Large language models rely on relative position encoding. With FlashBias, we can easily speed up the computation of attention with ALiBi bias.

Implementation: ALiBi bias can be exactly decomposed as two basis functions:



Figure 1. Exact decomposition of ALiBi bias.

Get Started

We consider the GPT-2 style model with 50 heads and 1,600 hidden channels in attention.

  1. Implementation

It is quite easy to implement ALiBi with FlashBias. Please see ./attention_with_alibi_bias.py for details.

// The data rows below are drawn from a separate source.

//! Server network layer: TCP admission, per-session I/O tasks and the tick loop

use crate::client_manager::{ClientManager, SessionId};
use crate::config::{ServerConfig, MAX_TICK_DELTA};
use crate::game::{MatchEvent, MatchState, PlayerInputs, Slot};
use log::{debug, error, info, warn};
use shared::{decode_input, encode_state, DecodeError, Direction, Winner, MAX_LINE_BYTES};
use std::io;
use std::net::SocketAddr;
use std::sync::Arc;
use std::time::Duration;
use tokio::io::{
    AsyncBufRead, AsyncBufReadExt, AsyncRead, AsyncReadExt, AsyncWrite, AsyncWriteExt, BufReader,
};
use tokio::net::{TcpListener, TcpStream};
use tokio::sync::mpsc::error::TrySendError;
use tokio::sync::{mpsc, watch, RwLock};
use tokio::time::{interval, Instant, MissedTickBehavior};

/// Capacity of the channel from reader tasks to the tick loop.
const INPUT_CHANNEL_CAPACITY: usize = 1024;

/// A decoded direction from one session, on its way to the tick loop.
#[derive(Debug, Clone, Copy, PartialEq, Eq)]
pub struct InputCommand {
    pub session: SessionId,
    pub direction: Direction,
}

/// Authoritative match server
pub struct Server {
    listener: TcpListener,
    config: ServerConfig,
    clients: Arc<RwLock<ClientManager>>,

    // Communication channels
    input_tx: mpsc::Sender<InputCommand>,
    input_rx: mpsc::Receiver<InputCommand>,
    state_tx: watch::Sender<MatchState>,
}

impl Server {
    /// Binds the listening socket. Failing to bind is fatal for the caller.
    pub async fn bind(config: ServerConfig) -> io::Result<Self> {
        let listener = TcpListener::bind(config.address()).await?;
        info!("Server listening on {}", listener.local_addr()?);

        let (input_tx, input_rx) = mpsc::channel(INPUT_CHANNEL_CAPACITY);
        let (state_tx, _) = watch::channel(MatchState::new(config.match_duration));

        Ok(Server {
            listener,
            config,
            clients: Arc::new(RwLock::new(ClientManager::new())),
            input_tx,
            input_rx,
            state_tx,
        })
    }

    pub fn local_addr(&self) -> io::Result<SocketAddr> {
        self.listener.local_addr()
    }

    /// Receiver that always holds the latest committed snapshot.
    pub fn subscribe(&self) -> watch::Receiver<MatchState> {
        self.state_tx.subscribe()
    }

    /// Runs the acceptor and the tick loop. Only returns on shutdown of the
    /// runtime.
    pub async fn run(self) -> io::Result<()> {
        let Server {
            listener,
            config,
            clients,
            input_tx,
            input_rx,
            state_tx,
        } = self;

        tokio::spawn(accept_connections(
            listener,
            Arc::clone(&clients),
            input_tx,
            config.queue_capacity(),
        ));

        info!("Waiting for two players");
        run_tick_loop(&config, &clients, input_rx, &state_tx).await;
        Ok(())
    }
}

/// Accepts connections forever, admitting at most two at a time.
async fn accept_connections(
    listener: TcpListener,
    clients: Arc<RwLock<ClientManager>>,
    input_tx: mpsc::Sender<InputCommand>,
    queue_capacity: usize,
) {
    loop {
        match listener.accept().await {
            Ok((stream, addr)) => {
                admit(stream, addr, &clients, &input_tx, queue_capacity).await;
            }
            Err(e) => {
                error!("Error accepting connection: {}", e);
                tokio::time::sleep(Duration::from_millis(10)).await;
            }
        }
    }
}

/// Registers a new connection and spawns its reader and writer, or closes it
/// straight away when both slots are taken.
async fn admit(
    stream: TcpStream,
    addr: SocketAddr,
    clients: &Arc<RwLock<ClientManager>>,
    input_tx: &mpsc::Sender<InputCommand>,
    queue_capacity: usize,
) {
    let (outbound_tx, outbound_rx) = mpsc::channel(queue_capacity);
    let (stop_tx, stop_rx) = watch::channel(());

    let admitted = {
        let mut clients = clients.write().await;
        clients.add_client(addr, outbound_tx, stop_tx)
    };

    let Some((session, _slot)) = admitted else {
        warn!("Match is full, rejecting connection from {}", addr);
        drop(stream);
        return;
    };

    if let Err(e) = stream.set_nodelay(true) {
        debug!("Could not disable Nagle for session {}: {}", session, e);
    }

    let (read_half, write_half) = stream.into_split();
    tokio::spawn(read_inputs(
        session,
        read_half,
        input_tx.clone(),
        Arc::clone(clients),
        stop_rx.clone(),
    ));
    tokio::spawn(write_states(
        session,
        write_half,
        outbound_rx,
        Arc::clone(clients),
        stop_rx,
    ));
}

/// Outcome of reading one input line.
#[derive(Debug, PartialEq, Eq)]
enum LineRead {
    /// A line (possibly the unterminated last one) is in the buffer.
    Line,
    /// The line exceeded the limit and was discarded; holds its length.
    Oversized(usize),
    Eof,
}

/// Reads one line, buffering at most `MAX_LINE_BYTES + 1` bytes of it.
///
/// The remainder of an oversized line is consumed and thrown away, so a peer
/// that never sends a newline cannot grow the buffer.
async fn read_line_bounded<B>(reader: &mut B, line: &mut Vec<u8>) -> io::Result<LineRead>
where
    B: AsyncBufRead + Unpin,
{
    line.clear();
    let limit = (MAX_LINE_BYTES + 1) as u64;
    if (&mut *reader).take(limit).read_until(b'\n', line).await? == 0 {
        return Ok(LineRead::Eof);
    }
    if line.ends_with(b"\n") || line.len() <= MAX_LINE_BYTES {
        return Ok(LineRead::Line);
    }

    let mut discarded = line.len();
    line.clear();
    loop {
        let buf = reader.fill_buf().await?;
        if buf.is_empty() {
            break;
        }
        match buf.iter().position(|&b| b == b'\n') {
            Some(end) => {
                reader.consume(end + 1);
                discarded += end + 1;
                break;
            }
            None => {
                let len = buf.len();
                reader.consume(len);
                discarded += len;
            }
        }
    }
    Ok(LineRead::Oversized(discarded))
}

/// Reads newline-delimited input records until the peer goes away or the
/// session is removed.
///
/// Undecodable and oversized lines are logged and dropped; only transport
/// errors and end of stream end the session.
async fn read_inputs<R>(
    session: SessionId,
    read_half: R,
    input_tx: mpsc::Sender<InputCommand>,
    clients: Arc<RwLock<ClientManager>>,
    mut stop: watch::Receiver<()>,
) where
    R: AsyncRead + Unpin,
{
    let mut reader = BufReader::new(read_half);
    let mut line = Vec::with_capacity(64);

    loop {
        let read = tokio::select! {
            result = read_line_bounded(&mut reader, &mut line) => result,
            _ = stop.changed() => {
                debug!("Session {} reader stopped by server", session);
                break;
            }
        };

        match read {
            Ok(LineRead::Eof) => {
                debug!("Session {} reached end of stream", session);
                break;
            }
            Ok(LineRead::Oversized(len)) => {
                warn!(
                    "Dropping input from session {}: {}",
                    session,
                    DecodeError::TooLong(len)
                );
            }
            Ok(LineRead::Line) => {
                let content = line.strip_suffix(b"\n").unwrap_or(&line[..]);
                match decode_input(content) {
                    Ok(Some(direction)) => {
                        let command = InputCommand { session, direction };
                        if input_tx.send(command).await.is_err() {
                            break;
                        }
                    }
                    Ok(None) => {}
                    Err(e) => warn!("Dropping input from session {}: {}", session, e),
                }
            }
            Err(e) => {
                warn!("Error reading from session {}: {}", session, e);
                break;
            }
        }
    }

    clients.write().await.remove_client(&session);
}

/// Drains a session's outbound queue onto its socket.
///
/// Removal of the session stops the writer at once, even mid-write; lines
/// still queued for a removed session are dropped.
async fn write_states<W>(
    session: SessionId,
    mut write_half: W,
    mut outbound: mpsc::Receiver<Arc<str>>,
    clients: Arc<RwLock<ClientManager>>,
    mut stop: watch::Receiver<()>,
) where
    W: AsyncWrite + Unpin,
{
    loop {
        let line = tokio::select! {
            biased;
            _ = stop.changed() => break,
            line = outbound.recv() => match line {
                Some(line) => line,
                None => break,
            },
        };

        let written = tokio::select! {
            biased;
            _ = stop.changed() => break,
            result = write_half.write_all(line.as_bytes()) => result,
        };
        if let Err(e) = written {
            warn!("Error writing to session {}: {}", session, e);
            break;
        }
    }

    clients.write().await.remove_client(&session);
    debug!("Session {} writer stopped", session);
    let _ = write_half.shutdown().await;
}

/// Fixed-rate simulation: apply inputs, step the match, publish, broadcast.
async fn run_tick_loop(
    config: &ServerConfig,
    clients: &RwLock<ClientManager>,
    mut input_rx: mpsc::Receiver<InputCommand>,
    state_tx: &watch::Sender<MatchState>,
) {
    let mut tick_interval = interval(config.tick_duration());
    // A slow tick is absorbed, never made up with a burst.
    tick_interval.set_missed_tick_behavior(MissedTickBehavior::Delay);

    let mut state = MatchState::new(config.match_duration);
    let mut inputs = PlayerInputs::default();
    let mut last_tick = Instant::now();
    let mut tick: u64 = 0;

    loop {
        tick_interval.tick().await;

        let now = Instant::now();
        let delta_time = (now - last_tick).as_secs_f32().min(MAX_TICK_DELTA);
        last_tick = now;

        let sessions = {
            let clients = clients.read().await;
            apply_inputs(&clients, &mut input_rx, &mut inputs);
            clients.len()
        };

        let (next, events) = state.step(&inputs, sessions, delta_time);
        for event in &events {
            log_event(event);
        }
        state = next;
        state_tx.send_replace(state);

        broadcast_state(clients, &state).await;

        tick += 1;
        if tick % 600 == 0 {
            debug!(
                "Tick {}: {} sessions, {:.1}Hz, {:.1}s left",
                tick,
                sessions,
                1.0 / delta_time.max(f32::EPSILON),
                state.time_remaining
            );
        }
    }
}

/// Folds every queued command into the per-slot inputs, newest last.
///
/// Commands from sessions that are no longer registered are dropped, and
/// a slot without a session is reset so its next owner starts still.
fn apply_inputs(
    clients: &ClientManager,
    input_rx: &mut mpsc::Receiver<InputCommand>,
    inputs: &mut PlayerInputs,
) {
    while let Ok(command) = input_rx.try_recv() {
        if let Some(slot) = clients.slot_of(command.session) {
            inputs.set(slot, command.direction);
        }
    }
    for slot in Slot::ALL {
        if !clients.is_slot_taken(slot) {
            inputs.clear(slot);
        }
    }
}

/// Queues the snapshot for every session.
///
/// A session whose queue is full or closed is removed once the pass is
/// over, so a slow peer never holds up the tick loop or the other player.
async fn broadcast_state(clients: &RwLock<ClientManager>, state: &MatchState) {
    let line: Arc<str> = match encode_state(&state.to_message()) {
        Ok(line) => line.into(),
        Err(e) => {
            error!("Failed to encode match state: {}", e);
            return;
        }
    };

    let queues = clients.read().await.outbound_queues();

    let mut dropped = Vec::new();
    for (session, queue) in queues {
        match queue.try_send(Arc::clone(&line)) {
            Ok(()) => {}
            Err(TrySendError::Full(_)) => {
                warn!("Session {} is not keeping up, disconnecting", session);
                dropped.push(session);
            }
            Err(TrySendError::Closed(_)) => dropped.push(session),
        }
    }

    if !dropped.is_empty() {
        let mut clients = clients.write().await;
        for session in dropped {
            clients.remove_client(&session);
        }
    }
}

fn log_event(event: &MatchEvent) {
    match event {
        MatchEvent::Started => info!("Two players connected, match started"),
        MatchEvent::Paused => info!("Match paused, waiting for two players"),
        MatchEvent::Goal {
            scorer,
            score1,
            score2,
        } => info!(
            "Goal for player {}! Score: {} x {}",
            scorer.number(),
            score1,
            score2
        ),
        MatchEvent::BallRescued => warn!("Ball left the field, serving again from center"),
        MatchEvent::GameOver {
            winner,
            score1,
            score2,
        } => match winner {
            Winner::None => info!("Match over, draw at {} x {}", score1, score2),
            Winner::Player1 | Winner::Player2 => info!(
                "Match over, player {} wins {} x {}",
                u8::from(*winner),
                score1,
                score2
            ),
        },
    }
}
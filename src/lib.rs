//! Asynchronous resolution of part chains, tracked per job and rolled up
//! through batches into batch orders.

pub mod batch;
pub mod callback;
pub mod cli;
pub mod config;
pub mod connector;
pub mod error;
pub mod logging;
pub mod orchestrator;
pub mod poller;
pub mod state_machine;
pub mod store;
pub mod ui;

pub use error::PartchainError;
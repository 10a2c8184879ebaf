//! The sub-fetch initiator contract and a simulated connector.
//!
//! A [`SubFetchInitiator`] turns a job into fetch requests and starts each
//! one as an asynchronous transfer. Every started transfer yields exactly one
//! completion, carried by [`StartedTransfer::completion`].

use std::collections::HashSet;
use std::future::Future;
use std::pin::Pin;
use std::sync::Arc;
use std::time::Duration;

use async_trait::async_trait;
use dashmap::DashMap;
use serde::{Deserialize, Serialize};
use tokio::time::Instant;
use uuid::Uuid;

use crate::error::{FetchError, PollingError};
use crate::poller::{BoundedPoller, ProbeOutcome};
use crate::state_machine::Job;

/// One part of the item graph to fetch.
#[derive(Debug, Clone, PartialEq, Eq, Hash, Serialize, Deserialize)]
pub struct FetchRequest {
    pub global_asset_id: String,
    pub bpn: String,
    /// Distance from the job's root part.
    pub depth: u32,
}

impl FetchRequest {
    pub fn root(job: &Job) -> Self {
        Self {
            global_asset_id: job.key.global_asset_id.clone(),
            bpn: job.key.bpn.clone(),
            depth: 0,
        }
    }

    pub fn child(&self, global_asset_id: impl Into<String>, bpn: impl Into<String>) -> Self {
        Self {
            global_asset_id: global_asset_id.into(),
            bpn: bpn.into(),
            depth: self.depth + 1,
        }
    }
}

/// What a successful fetch delivered.
#[derive(Debug, Clone, Default, PartialEq, Serialize, Deserialize)]
pub struct FetchPayload {
    /// Related parts discovered by this fetch.
    pub children: Vec<FetchRequest>,
    pub data: serde_json::Value,
}

pub type Completion = Pin<Box<dyn Future<Output = Result<FetchPayload, FetchError>> + Send>>;

pub struct StartedTransfer {
    pub transfer_id: String,
    pub completion: Completion,
}

impl std::fmt::Debug for StartedTransfer {
    fn fmt(&self, f: &mut std::fmt::Formatter<'_>) -> std::fmt::Result {
        f.debug_struct("StartedTransfer")
            .field("transfer_id", &self.transfer_id)
            .finish_non_exhaustive()
    }
}

#[async_trait]
pub trait SubFetchInitiator: Send + Sync {
    /// The root fetches for a freshly stored job. Empty means the job has
    /// nothing to resolve.
    async fn initiate(&self, job: &Job) -> Result<Vec<FetchRequest>, FetchError>;

    async fn start(&self, job: &Job, request: FetchRequest) -> Result<StartedTransfer, FetchError>;
}

#[derive(Debug, Clone, Copy, PartialEq, Eq)]
enum NegotiationState {
    Requested,
    Finalized,
    Terminated,
}

#[derive(Debug, Clone)]
struct Negotiation {
    ready_at: Instant,
    terminates: bool,
}

impl Negotiation {
    fn state(&self) -> NegotiationState {
        if Instant::now() < self.ready_at {
            NegotiationState::Requested
        } else if self.terminates {
            NegotiationState::Terminated
        } else {
            NegotiationState::Finalized
        }
    }
}

/// An in-process stand-in for a federated connector network.
///
/// Every part has `fanout` children down to `tree_depth`. Each fetch runs a
/// fake contract negotiation that settles after `latency`; the completion
/// waits for it with a [`BoundedPoller`].
pub struct SimulatedConnector {
    poller: BoundedPoller,
    fanout: usize,
    tree_depth: u32,
    latency: Duration,
    failing_parts: HashSet<String>,
    negotiations: Arc<DashMap<String, Negotiation>>,
}

impl SimulatedConnector {
    pub fn new(poller: BoundedPoller, fanout: usize, tree_depth: u32, latency: Duration) -> Self {
        Self {
            poller,
            fanout,
            tree_depth,
            latency,
            failing_parts: HashSet::new(),
            negotiations: Arc::new(DashMap::new()),
        }
    }

    /// Negotiations for `global_asset_id` end TERMINATED.
    pub fn with_failing_part(mut self, global_asset_id: impl Into<String>) -> Self {
        self.failing_parts.insert(global_asset_id.into());
        self
    }

    fn children_of(&self, request: &FetchRequest) -> Vec<FetchRequest> {
        if request.depth >= self.tree_depth {
            return Vec::new();
        }
        (0..self.fanout)
            .map(|i| request.child(format!("{}-{i}", request.global_asset_id), request.bpn.clone()))
            .collect()
    }
}

#[async_trait]
impl SubFetchInitiator for SimulatedConnector {
    async fn initiate(&self, job: &Job) -> Result<Vec<FetchRequest>, FetchError> {
        if job.key.global_asset_id.trim().is_empty() {
            return Err(FetchError::Initiation("job has no global asset id".into()));
        }
        Ok(vec![FetchRequest::root(job)])
    }

    async fn start(&self, _job: &Job, request: FetchRequest) -> Result<StartedTransfer, FetchError> {
        let transfer_id = Uuid::new_v4().to_string();
        self.negotiations.insert(
            transfer_id.clone(),
            Negotiation {
                ready_at: Instant::now() + self.latency,
                terminates: self.failing_parts.contains(&request.global_asset_id),
            },
        );

        let negotiations = Arc::clone(&self.negotiations);
        let probe_id = transfer_id.clone();
        let wait = self.poller.schedule_default("wait for negotiation confirmation", move || {
            let state = negotiations.get(&probe_id).map(|n| n.state());
            let id = probe_id.clone();
            async move {
                match state {
                    Some(NegotiationState::Finalized) => ProbeOutcome::Ready(()),
                    Some(NegotiationState::Terminated) => {
                        ProbeOutcome::Failed(format!("negotiation {id} is in state TERMINATED"))
                    }
                    Some(NegotiationState::Requested) => ProbeOutcome::Pending,
                    None => ProbeOutcome::Failed(format!("negotiation {id} is unknown")),
                }
            }
        });

        let negotiations = Arc::clone(&self.negotiations);
        let done_id = transfer_id.clone();
        let children = self.children_of(&request);
        let completion: Completion = Box::pin(async move {
            let outcome = wait.await;
            negotiations.remove(&done_id);
            match outcome {
                Ok(()) => Ok(FetchPayload {
                    data: serde_json::json!({
                        "globalAssetId": request.global_asset_id,
                        "childCount": children.len(),
                    }),
                    children,
                }),
                Err(PollingError::Failed(reason)) => Err(FetchError::Negotiation(reason)),
                Err(e) => Err(FetchError::Transfer(e.to_string())),
            }
        });

        Ok(StartedTransfer {
            transfer_id,
            completion,
        })
    }
}
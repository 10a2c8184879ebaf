mod job_store;
mod tracker;

pub use job_store::JobStore;
pub use tracker::{Registration, TransferTracker};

  1. Efficiency comparison

For ../flash_bias/config.py, we change the configuration of the attention benchmark as follows:

BATCH, N_HEADS, HEAD_DIM, RANK_DIM, CAUSAL = 1, 50, 32, 2, True

Execute the following command for efficiency comparison:

cd ../flash_bias
python benchmark.py

Efficiency Comparison

Note that vanilla flash_attn_triton is unstable during the backward pass phase when the sequence length is 8192. Our FlashBias and all the other kernels are correct across all input lengths.



Figure 1. Efficiency comparison for forward pass on GPT-2 size attention with ALiBi Bias.



Figure 2. Efficiency comparison for backward propagation on GPT-2 size attention with ALiBi Bias.

Citation

If you find this repo useful, please cite our paper.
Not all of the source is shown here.